Clearing Cabin Smoke
SOVIET citizens are relentless smokers. They light up between courses in restaurants. They smoke in elevators. They endure everything from drizzles to blizzards in order to step outside for a cigarette. But on airplanes? Nyet! In a nation not noted for its antipollution efforts, some of the cleanest air around is inside an Aeroflot airliner. Not simply on short flights, either: on all domestic flights.
Over here in the other superpower's corner, Americans are giving up smoking in droves. But the airlines, by and large, have yet to catch up.
Americans, who invented the no-smoking section on airplanes, are now busy banning smoking in offices, restaurants, and public buildings. The notion that the nonsmoking majority must simply endure the airborne residue of a smoking minority - because of some hazily defined ``freedom to smoke'' - is being scotched.

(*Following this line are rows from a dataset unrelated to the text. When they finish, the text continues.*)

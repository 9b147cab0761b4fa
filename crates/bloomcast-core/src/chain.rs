//! Authorization chains.
//!
//! A [`Chain`] is an ordered sequence of signed delegations proving that a
//! signing key may append to a feed. The root keyholder carries an empty
//! chain. Each [`Link`] delegates append authority from its issuer to a
//! further key, optionally bounded by an expiration time.
//!
//! Validating a chain against a trust graph is the trust collaborator's
//! job; replication only ever measures chain *length* and prefers the
//! shortest proof observed, to minimize what future handshakes must carry.

use bytes::Bytes;
use serde::{Deserialize, Serialize};

use crate::error::CoreError;
use crate::keys::{FeedKey, FeedKeypair};

/// One signed delegation of append authority.
#[derive(Debug, Clone, PartialEq, Eq, Serialize, Deserialize)]
pub struct Link {
    /// The key receiving authority.
    pub public_key: FeedKey,
    /// Unix seconds after which the delegation is void; 0 = no expiry.
    pub expiration: u64,
    /// Issuer's Ed25519 signature over the link body.
    pub signature: Bytes,
}

impl Link {
    /// Issue a delegation from `issuer` to `delegate`.
    pub fn delegate(issuer: &FeedKeypair, delegate: FeedKey, expiration: u64) -> Self {
        let body = Self::signed_body(&delegate, expiration);
        Self {
            public_key: delegate,
            expiration,
            signature: Bytes::copy_from_slice(&issuer.sign(&body)),
        }
    }

    /// Verify the link was issued by `issuer`.
    pub fn verify(&self, issuer: &FeedKey) -> Result<(), CoreError> {
        let body = Self::signed_body(&self.public_key, self.expiration);
        issuer.verify(&body, &self.signature)
    }

    fn signed_body(delegate: &FeedKey, expiration: u64) -> Vec<u8> {
        let mut body = Vec::with_capacity(32 + 8);
        body.extend_from_slice(delegate.as_bytes());
        body.extend_from_slice(&expiration.to_le_bytes());
        body
    }
}

/// An ordered delegation proof.
///
/// The empty chain is the root keyholder's proof. Ordering is from the
/// feed key outwards: `links[0]` is signed by the feed key itself.
#[derive(Debug, Clone, Default, PartialEq, Eq, Serialize, Deserialize)]
pub struct Chain {
    links: Vec<Link>,
}

impl Chain {
    /// The root keyholder's (empty) chain.
    pub fn root() -> Self {
        Self { links: Vec::new() }
    }

    /// Build a chain from links.
    pub fn from_links(links: Vec<Link>) -> Self {
        Self { links }
    }

    /// Number of delegations in the proof.
    pub fn len(&self) -> usize {
        self.links.len()
    }

    /// Whether this is the root chain.
    pub fn is_empty(&self) -> bool {
        self.links.is_empty()
    }

    /// The delegation links, feed key outwards.
    pub fn links(&self) -> &[Link] {
        &self.links
    }
}

#[cfg(test)]
mod tests {
    use super::*;

    #[test]
    fn test_root_chain_is_empty() {
        let chain = Chain::root();
        assert!(chain.is_empty());
        assert_eq!(chain.len(), 0);
    }

    #[test]
    fn test_link_delegate_verify() {
        let root = FeedKeypair::from_seed(&[0x11; 32]);
        let member = FeedKeypair::from_seed(&[0x22; 32]);

        let link = Link::delegate(&root, member.feed_key(), 0);
        link.verify(&root.feed_key()).expect("valid delegation");

        // Wrong issuer
        let other = FeedKeypair::from_seed(&[0x33; 32]);
        assert!(link.verify(&other.feed_key()).is_err());
    }

    #[test]
    fn test_chain_length() {
        let root = FeedKeypair::from_seed(&[0x11; 32]);
        let a = FeedKeypair::from_seed(&[0x22; 32]);
        let b = FeedKeypair::from_seed(&[0x33; 32]);

        let chain = Chain::from_links(vec![
            Link::delegate(&root, a.feed_key(), 0),
            Link::delegate(&a, b.feed_key(), 0),
        ]);
        assert_eq!(chain.len(), 2);
        assert!(!chain.is_empty());
    }
}
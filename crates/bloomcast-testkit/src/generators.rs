//! Proptest generators for property-based testing.

use proptest::prelude::*;

use bloomcast_core::{FeedKey, FeedKeypair, Range, Value};

/// Generate a random keypair.
pub fn keypair() -> impl Strategy<Value = FeedKeypair> {
    any::<[u8; 32]>().prop_map(|seed| FeedKeypair::from_seed(&seed))
}

/// Generate a random feed key.
pub fn feed_key() -> impl Strategy<Value = FeedKey> {
    keypair().prop_map(|kp| kp.feed_key())
}

/// Generate a value of up to `max_len` bytes.
pub fn value(max_len: usize) -> impl Strategy<Value = Value> {
    prop::collection::vec(any::<u8>(), 0..=max_len).prop_map(Value::from)
}

/// Generate a batch of distinct values.
pub fn value_set(max_len: usize, max_count: usize) -> impl Strategy<Value = Vec<Value>> {
    prop::collection::btree_set(
        prop::collection::vec(any::<u8>(), 0..=max_len),
        0..=max_count,
    )
    .prop_map(|set| set.into_iter().map(Value::from).collect())
}

/// Generate a range, possibly open-ended.
pub fn range(max_len: usize) -> impl Strategy<Value = Range> {
    (
        prop::collection::vec(any::<u8>(), 0..=max_len),
        prop::option::of(prop::collection::vec(any::<u8>(), 0..=max_len)),
    )
        .prop_map(|(start, end)| Range {
            start: Value::from(start),
            end: end.map(Value::from),
        })
}
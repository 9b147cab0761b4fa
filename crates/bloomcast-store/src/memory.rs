//! In-memory implementation of the Store trait.
//!
//! Suitable for tests and small feeds. Same semantics a persistent backend
//! must provide, with everything held in a `BTreeSet`.

use std::collections::BTreeSet;
use std::ops::Bound;
use std::sync::RwLock;

use async_trait::async_trait;
use rand::Rng;

use bloomcast_core::{Chain, FilterSummary, Range, Value};

use crate::bloom::{summary_contains, Bloom};
use crate::error::Result;
use crate::traits::Store;

/// In-memory store implementation.
///
/// All data is lost when the store is dropped. Thread-safe via RwLock.
pub struct MemoryStore {
    inner: RwLock<MemoryStoreInner>,
}

struct MemoryStoreInner {
    /// The value set, kept in lexicographic order.
    values: BTreeSet<Value>,
    /// Base probe seed; each exported summary mixes in `generation`.
    seed: u64,
    /// Bumped per exported summary. Rotating the probe seed means a value
    /// falsely matched by one summary gets retried against the next, so
    /// false positives delay reconciliation but can never stall it.
    generation: u64,
    /// Shortest authorization chain observed for the feed, if any.
    chain: Option<Chain>,
}

impl MemoryStore {
    /// Create a new empty in-memory store with a random filter seed.
    pub fn new() -> Self {
        Self::with_seed(rand::thread_rng().gen())
    }

    /// Create with a fixed filter seed, for deterministic tests.
    pub fn with_seed(seed: u64) -> Self {
        Self {
            inner: RwLock::new(MemoryStoreInner {
                values: BTreeSet::new(),
                seed,
                generation: 0,
                chain: None,
            }),
        }
    }

    /// Number of stored values.
    pub fn len(&self) -> usize {
        self.inner.read().unwrap().values.len()
    }

    /// Whether the store is empty.
    pub fn is_empty(&self) -> bool {
        self.len() == 0
    }

    /// The shortest chain recorded via `add_chain`, if any.
    pub fn chain(&self) -> Option<Chain> {
        self.inner.read().unwrap().chain.clone()
    }
}

impl Default for MemoryStore {
    fn default() -> Self {
        Self::new()
    }
}

impl MemoryStoreInner {
    fn in_range<'a>(&'a self, range: &'a Range) -> impl Iterator<Item = &'a Value> {
        let end = match &range.end {
            Some(end) => Bound::Excluded(end.clone()),
            None => Bound::Unbounded,
        };
        self.values
            .range((Bound::Included(range.start.clone()), end))
    }

}

#[async_trait]
impl Store for MemoryStore {
    async fn has(&self, value: &Value) -> Result<bool> {
        let inner = self.inner.read().unwrap();
        Ok(inner.values.contains(value))
    }

    async fn request(&self, range: &Range, limit: Option<usize>) -> Result<Vec<Value>> {
        let inner = self.inner.read().unwrap();
        let iter = inner.in_range(range).cloned();
        Ok(match limit {
            Some(limit) => iter.take(limit).collect(),
            None => iter.collect(),
        })
    }

    async fn bulk_insert(&self, values: &[Value]) -> Result<Vec<Value>> {
        let mut inner = self.inner.write().unwrap();

        let mut inserted = Vec::new();
        for value in values {
            if inner.values.insert(value.clone()) {
                inserted.push(value.clone());
            }
        }
        Ok(inserted)
    }

    async fn raw_filter(&self) -> Result<FilterSummary> {
        let mut inner = self.inner.write().unwrap();
        let seed = inner.seed.wrapping_add(inner.generation);
        inner.generation = inner.generation.wrapping_add(1);

        let mut filter = Bloom::with_capacity(inner.values.len(), seed);
        for value in &inner.values {
            filter.insert(value);
        }
        Ok(filter.summary())
    }

    async fn sync_diff(
        &self,
        remote: &FilterSummary,
        range: Option<&Range>,
        limit: Option<usize>,
    ) -> Result<Vec<Value>> {
        let inner = self.inner.read().unwrap();

        let missing = |v: &&Value| !summary_contains(remote, v);
        let mut diff: Vec<Value> = match range {
            Some(range) => inner.in_range(range).filter(missing).cloned().collect(),
            None => inner.values.iter().filter(missing).cloned().collect(),
        };

        if let Some(limit) = limit {
            diff.truncate(limit);
        }
        Ok(diff)
    }

    async fn add_chain(&self, chain: &Chain) -> Result<()> {
        let mut inner = self.inner.write().unwrap();
        let shorter = match &inner.chain {
            Some(current) => chain.len() < current.len(),
            None => true,
        };
        if shorter {
            inner.chain = Some(chain.clone());
        }
        Ok(())
    }
}
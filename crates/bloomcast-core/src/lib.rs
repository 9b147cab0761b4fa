//! # Bloomcast Core
//!
//! Pure primitives for Bloomcast: values, ranges, authorization chains,
//! and membership-filter summaries.
//!
//! This crate contains no I/O, no storage, no networking. It is pure
//! computation over byte values and cryptographic data structures.
//!
//! ## Key Types
//!
//! - [`Value`] - The opaque, lexicographically ordered unit of replication
//! - [`Range`] - A half-open interval `[start, end)` over value ordering
//! - [`FeedKey`] - Public key identifying a feed
//! - [`Chain`] - Ordered delegation proof authorizing appends to a feed
//! - [`FilterSummary`] - Compact probabilistic digest of a value set

pub mod chain;
pub mod error;
pub mod filter;
pub mod keys;
pub mod value;

pub use chain::{Chain, Link};
pub use error::CoreError;
pub use filter::FilterSummary;
pub use keys::{FeedKey, FeedKeypair};
pub use value::{Range, Value};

The issue, of course, extends far beyond smoking: Los Angeles is set to impose Draconian measures to deal with its smog, and some condo-dwellers in the Colorado resort community of Aspen can enjoy their fireplaces only on alternate days. The privilege of breathing clean air, it seems, is quickly turning into an absolute right.
And the airlines? Well, they're still thinking about it. All except Northwest, which to its credit has banned smoking on all its North American flights. The other airlines still cling to the letter of a year-old federal policy that bans smoking only on domestic flights of two hours or less.
That ban is set to expire next April - although, given the number of bills now before Congress to prohibit smoking on all domestic flights, it may be superseded by something tougher.
And that raises a question. Is it up to the federal government to legislate a ban? Or might this be a wonderful opportunity for the airlines to follow Northwest's policy (which, say company officials, has been very successful) and join the clean-air crowd?
One thing is clear: The wild blue yonder, for most frequent travelers, has been a whole lot more pleasant this past year. The question is, How can that newfound pleasantness be maintained?
On the one hand, nobody really wants to encourage the federal octopus to grow still more arms - hiring yet more bureaucrats, spinning out yet more paperwork, and adding yet another notch to the federal deficit.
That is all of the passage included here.